> [Problem statement]: In the entries below, find each line with the word "hyphen" and return it.

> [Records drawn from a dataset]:
────

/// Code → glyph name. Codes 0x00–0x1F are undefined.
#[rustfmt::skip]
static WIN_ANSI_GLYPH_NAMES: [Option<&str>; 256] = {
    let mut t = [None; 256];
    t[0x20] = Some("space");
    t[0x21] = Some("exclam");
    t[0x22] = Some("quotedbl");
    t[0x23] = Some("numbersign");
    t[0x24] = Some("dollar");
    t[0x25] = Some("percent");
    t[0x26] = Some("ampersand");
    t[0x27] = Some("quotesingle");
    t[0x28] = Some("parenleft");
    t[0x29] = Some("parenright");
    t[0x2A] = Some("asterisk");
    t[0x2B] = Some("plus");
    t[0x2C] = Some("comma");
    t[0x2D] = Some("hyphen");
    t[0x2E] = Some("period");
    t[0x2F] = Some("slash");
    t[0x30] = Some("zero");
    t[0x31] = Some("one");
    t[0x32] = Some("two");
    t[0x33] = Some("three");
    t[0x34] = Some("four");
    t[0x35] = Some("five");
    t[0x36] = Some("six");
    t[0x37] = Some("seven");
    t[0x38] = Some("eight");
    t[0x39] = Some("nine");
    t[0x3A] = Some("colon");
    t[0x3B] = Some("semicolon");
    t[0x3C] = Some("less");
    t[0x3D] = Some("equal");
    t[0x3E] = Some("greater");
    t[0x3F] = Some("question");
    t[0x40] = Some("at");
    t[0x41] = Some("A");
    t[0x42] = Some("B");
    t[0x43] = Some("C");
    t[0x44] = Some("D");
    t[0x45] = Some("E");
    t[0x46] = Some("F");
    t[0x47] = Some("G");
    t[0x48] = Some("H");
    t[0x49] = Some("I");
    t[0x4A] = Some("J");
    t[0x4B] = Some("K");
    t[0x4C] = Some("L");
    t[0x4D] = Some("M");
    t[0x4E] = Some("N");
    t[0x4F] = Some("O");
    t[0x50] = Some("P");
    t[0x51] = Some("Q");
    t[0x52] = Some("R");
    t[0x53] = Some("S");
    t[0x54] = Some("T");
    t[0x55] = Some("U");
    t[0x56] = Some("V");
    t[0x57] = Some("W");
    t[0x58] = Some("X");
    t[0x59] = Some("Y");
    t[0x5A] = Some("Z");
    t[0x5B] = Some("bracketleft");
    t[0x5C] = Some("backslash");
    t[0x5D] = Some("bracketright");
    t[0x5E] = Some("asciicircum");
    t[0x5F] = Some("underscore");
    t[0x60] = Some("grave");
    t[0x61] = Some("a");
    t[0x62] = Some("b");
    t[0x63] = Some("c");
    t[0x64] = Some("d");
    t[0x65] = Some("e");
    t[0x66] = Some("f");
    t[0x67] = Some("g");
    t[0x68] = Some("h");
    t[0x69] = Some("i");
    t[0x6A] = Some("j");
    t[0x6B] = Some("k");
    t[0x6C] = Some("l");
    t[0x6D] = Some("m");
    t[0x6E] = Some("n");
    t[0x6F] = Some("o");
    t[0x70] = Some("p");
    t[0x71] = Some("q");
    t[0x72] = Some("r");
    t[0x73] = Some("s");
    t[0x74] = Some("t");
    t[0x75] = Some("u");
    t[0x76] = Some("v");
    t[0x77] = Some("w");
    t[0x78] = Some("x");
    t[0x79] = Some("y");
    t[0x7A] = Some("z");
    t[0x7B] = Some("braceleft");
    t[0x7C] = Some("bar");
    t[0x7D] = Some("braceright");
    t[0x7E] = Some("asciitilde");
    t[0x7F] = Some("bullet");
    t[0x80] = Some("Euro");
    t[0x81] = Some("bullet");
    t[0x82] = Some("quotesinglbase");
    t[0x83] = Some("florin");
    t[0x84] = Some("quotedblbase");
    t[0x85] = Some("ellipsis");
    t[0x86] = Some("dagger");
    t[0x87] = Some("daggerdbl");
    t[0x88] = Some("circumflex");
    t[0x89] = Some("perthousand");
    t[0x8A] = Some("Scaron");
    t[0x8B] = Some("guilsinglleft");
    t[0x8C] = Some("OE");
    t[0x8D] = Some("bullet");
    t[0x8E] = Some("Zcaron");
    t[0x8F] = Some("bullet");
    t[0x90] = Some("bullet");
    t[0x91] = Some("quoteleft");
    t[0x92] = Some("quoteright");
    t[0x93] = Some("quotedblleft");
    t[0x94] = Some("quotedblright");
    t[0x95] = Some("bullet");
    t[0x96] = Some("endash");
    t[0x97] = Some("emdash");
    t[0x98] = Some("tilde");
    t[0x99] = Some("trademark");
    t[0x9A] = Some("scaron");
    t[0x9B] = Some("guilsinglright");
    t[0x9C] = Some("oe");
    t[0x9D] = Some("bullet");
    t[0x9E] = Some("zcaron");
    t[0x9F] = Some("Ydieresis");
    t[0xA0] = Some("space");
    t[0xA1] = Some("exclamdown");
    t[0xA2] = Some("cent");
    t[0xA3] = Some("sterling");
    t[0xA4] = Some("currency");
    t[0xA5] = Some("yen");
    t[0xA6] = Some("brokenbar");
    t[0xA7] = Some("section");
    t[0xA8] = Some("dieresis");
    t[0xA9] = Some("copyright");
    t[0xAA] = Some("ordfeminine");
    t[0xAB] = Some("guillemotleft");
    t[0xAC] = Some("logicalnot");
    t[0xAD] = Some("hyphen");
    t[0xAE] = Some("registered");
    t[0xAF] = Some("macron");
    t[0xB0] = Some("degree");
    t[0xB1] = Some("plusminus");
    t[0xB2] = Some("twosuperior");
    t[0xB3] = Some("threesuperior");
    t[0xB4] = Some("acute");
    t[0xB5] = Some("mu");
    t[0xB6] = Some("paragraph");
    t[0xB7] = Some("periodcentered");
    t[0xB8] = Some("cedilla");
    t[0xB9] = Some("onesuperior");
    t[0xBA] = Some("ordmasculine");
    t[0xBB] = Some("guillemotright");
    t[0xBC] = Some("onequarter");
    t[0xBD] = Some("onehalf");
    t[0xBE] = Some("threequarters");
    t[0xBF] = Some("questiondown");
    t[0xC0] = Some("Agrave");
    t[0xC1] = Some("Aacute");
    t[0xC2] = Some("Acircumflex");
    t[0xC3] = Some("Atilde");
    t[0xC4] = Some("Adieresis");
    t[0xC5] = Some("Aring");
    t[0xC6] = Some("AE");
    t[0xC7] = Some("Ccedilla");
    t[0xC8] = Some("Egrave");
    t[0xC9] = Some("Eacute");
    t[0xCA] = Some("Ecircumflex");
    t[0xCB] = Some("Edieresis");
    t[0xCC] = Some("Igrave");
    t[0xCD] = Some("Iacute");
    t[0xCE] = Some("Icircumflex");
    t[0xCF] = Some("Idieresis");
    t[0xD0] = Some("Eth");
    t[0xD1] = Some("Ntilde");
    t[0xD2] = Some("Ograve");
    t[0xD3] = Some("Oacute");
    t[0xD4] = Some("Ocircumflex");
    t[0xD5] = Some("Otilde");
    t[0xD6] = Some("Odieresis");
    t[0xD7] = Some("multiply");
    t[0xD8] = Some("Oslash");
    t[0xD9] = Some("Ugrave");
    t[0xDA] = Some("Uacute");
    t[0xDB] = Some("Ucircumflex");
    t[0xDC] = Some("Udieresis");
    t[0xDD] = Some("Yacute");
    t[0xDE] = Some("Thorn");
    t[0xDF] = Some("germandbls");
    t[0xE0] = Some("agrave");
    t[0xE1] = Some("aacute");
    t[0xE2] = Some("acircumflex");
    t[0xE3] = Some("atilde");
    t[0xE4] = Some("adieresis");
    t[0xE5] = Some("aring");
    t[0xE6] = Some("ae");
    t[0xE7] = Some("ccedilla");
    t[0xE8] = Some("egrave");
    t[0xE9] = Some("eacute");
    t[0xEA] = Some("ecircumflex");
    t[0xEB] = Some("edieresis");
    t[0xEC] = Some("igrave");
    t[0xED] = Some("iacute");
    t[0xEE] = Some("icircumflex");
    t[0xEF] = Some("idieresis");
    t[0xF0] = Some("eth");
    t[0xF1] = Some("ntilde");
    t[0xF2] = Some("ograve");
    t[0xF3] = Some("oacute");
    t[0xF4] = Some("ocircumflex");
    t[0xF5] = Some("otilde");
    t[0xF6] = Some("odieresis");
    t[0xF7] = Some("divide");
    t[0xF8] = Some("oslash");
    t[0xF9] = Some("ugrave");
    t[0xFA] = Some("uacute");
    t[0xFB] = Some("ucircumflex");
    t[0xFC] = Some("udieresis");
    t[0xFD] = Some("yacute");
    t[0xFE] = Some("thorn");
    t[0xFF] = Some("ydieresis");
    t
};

────

> [Written answer]:
    t[0x2D] = Some("hyphen");
    t[0xAD] = Some("hyphen");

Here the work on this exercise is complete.